The building is essentially a cover protecting the remains of a Roman assembly (thermal baths, forum and domus) in the archaeological site of Molinete Park in Cartagena, Spain.
This cover is certainly another piece in the historic area of Cartagena whose main architectural challenge is to reconcile very different architectures; from the roman time, passing through baroque to nowadays, making all the interventions vibrate together in the neighborhood. It is a transition element, between very diverse urban conditions: in size, material and structure; from the dense city centre to the sloping park.
The primary goal of the work is to respect the existing remains, using a long-span structure, which requires the least amount of support for lifting the cover. The intervention unifies all the remains in a single space, allowing a continuous perception of the whole site. The cover also generates a new urban facade in the partition wall.

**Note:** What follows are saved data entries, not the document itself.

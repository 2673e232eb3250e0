//! Schema versioning for the SQLite backend.
//!
//! The initial schema ([`INIT_SCHEMA`]) is version 1. Later changes are
//! appended to [`MIGRATIONS`] with increasing version numbers and applied
//! in order, inside one transaction, whenever a database is opened.
//!
//! # Adding a migration
//!
//! ```text
//! Migration {
//!     version: 4,
//!     up: "ALTER TABLE tasks ADD COLUMN archived BOOLEAN NOT NULL DEFAULT 0;",
//! },
//! ```
//!
//! Prefer `IF NOT EXISTS` so a half-upgraded file can be reopened.

use super::StorageError;
use rusqlite::{Connection, Transaction};

pub const INIT_SCHEMA: &str = r#"
CREATE TABLE IF NOT EXISTS schema_version (
    version INTEGER NOT NULL
);

CREATE TABLE IF NOT EXISTS sync_state (
    id INTEGER PRIMARY KEY CHECK (id = 1),
    last_sync TEXT NOT NULL
);

CREATE TABLE IF NOT EXISTS categories (
    id TEXT PRIMARY KEY,
    name TEXT NOT NULL,
    color TEXT NOT NULL,
    icon TEXT NOT NULL,
    position INTEGER NOT NULL
);

CREATE TABLE IF NOT EXISTS tasks (
    id TEXT PRIMARY KEY,
    title TEXT NOT NULL,
    description TEXT NOT NULL,
    completed BOOLEAN NOT NULL DEFAULT 0,
    priority TEXT NOT NULL,
    due_date TEXT,
    created_at TEXT NOT NULL,
    updated_at TEXT NOT NULL,
    category TEXT NOT NULL,
    progress INTEGER NOT NULL DEFAULT 0,
    tags TEXT NOT NULL,
    reminder BOOLEAN NOT NULL DEFAULT 0,
    reminder_date TEXT,
    estimated_time REAL,
    actual_time REAL,
    subtasks TEXT NOT NULL,
    position INTEGER NOT NULL
);
"#;

/// A forward-only schema change.
#[derive(Debug)]
pub struct Migration {
    pub version: i32,
    pub up: &'static str,
}

/// Applied in order after [`INIT_SCHEMA`].
pub const MIGRATIONS: &[Migration] = &[
    Migration {
        version: 2,
        up: r#"
            CREATE INDEX IF NOT EXISTS idx_tasks_due_date ON tasks(due_date);
            CREATE INDEX IF NOT EXISTS idx_tasks_category ON tasks(category);
        "#,
    },
    // Category ids come from imported documents and need not be unique;
    // rows are keyed by position instead.
    Migration {
        version: 3,
        up: r#"
            CREATE TABLE categories_by_position (
                position INTEGER PRIMARY KEY,
                id TEXT NOT NULL,
                name TEXT NOT NULL,
                color TEXT NOT NULL,
                icon TEXT NOT NULL
            );
            INSERT INTO categories_by_position (position, id, name, color, icon)
                SELECT position, id, name, color, icon FROM categories;
            DROP TABLE categories;
            ALTER TABLE categories_by_position RENAME TO categories;
        "#,
    },
];

fn schema_error(context: String) -> impl FnOnce(rusqlite::Error) -> StorageError {
    move |e| StorageError::Storage(format!("{context}: {e}"))
}

/// Creates the version-1 schema if needed and records its version.
pub fn init_schema(conn: &Connection) -> Result<(), StorageError> {
    conn.execute_batch(INIT_SCHEMA)
        .map_err(schema_error("Failed to create schema".to_string()))?;
    conn.execute(
        "INSERT INTO schema_version (version)
         SELECT 1 WHERE NOT EXISTS (SELECT 1 FROM schema_version)",
        [],
    )?;
    Ok(())
}

pub fn get_current_version(conn: &Connection) -> Result<i32, StorageError> {
    conn.query_row("SELECT MAX(version) FROM schema_version", [], |row| row.get(0))
        .map_err(schema_error("Failed to read schema version".to_string()))
}

/// Brings the database up to the newest version in [`MIGRATIONS`].
///
/// Pending migrations share one transaction; a failure leaves the
/// database at its previous version.
pub fn apply_migrations(conn: &mut Connection) -> Result<(), StorageError> {
    apply_pending(conn, MIGRATIONS)
}

fn apply_pending(conn: &mut Connection, migrations: &[Migration]) -> Result<(), StorageError> {
    let current = get_current_version(conn)?;
    let pending: Vec<&Migration> = migrations.iter().filter(|m| m.version > current).collect();
    if pending.is_empty() {
        return Ok(());
    }

    let tx = conn.transaction()?;
    for migration in pending {
        log::info!("Applying schema migration {}", migration.version);
        apply_migration(&tx, migration)?;
    }
    tx.commit()?;
    Ok(())
}

fn apply_migration(tx: &Transaction, migration: &Migration) -> Result<(), StorageError> {
    tx.execute_batch(migration.up)
        .map_err(schema_error(format!("Migration {} failed", migration.version)))?;
    tx.execute("UPDATE schema_version SET version = ?1", [migration.version])
        .map_err(schema_error(format!("Could not record schema version {}", migration.version)))?;
    Ok(())
}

The project also pursues a sense of lightness and is conceived as an element that allows light inside. The inner layer is built with a modular system of corrugated multiwall translucent polycarbonate sheets. The outer layer, constructed with perforated steel plates, qualifies the incidence of light and gives a uniform exterior appearance.
Besides to the steel structure, the building set includes an elevated walkway parallel to the street, that is accessible – like all the built tours - for disabled visitors. It is a very light structure hanging from steel beams. Conceived as a glass box, with a faceted, partially visible geometry, it makes up the street façade and allows a view of the ruins from three meters high as this high path set out an overall vision of the roman remains.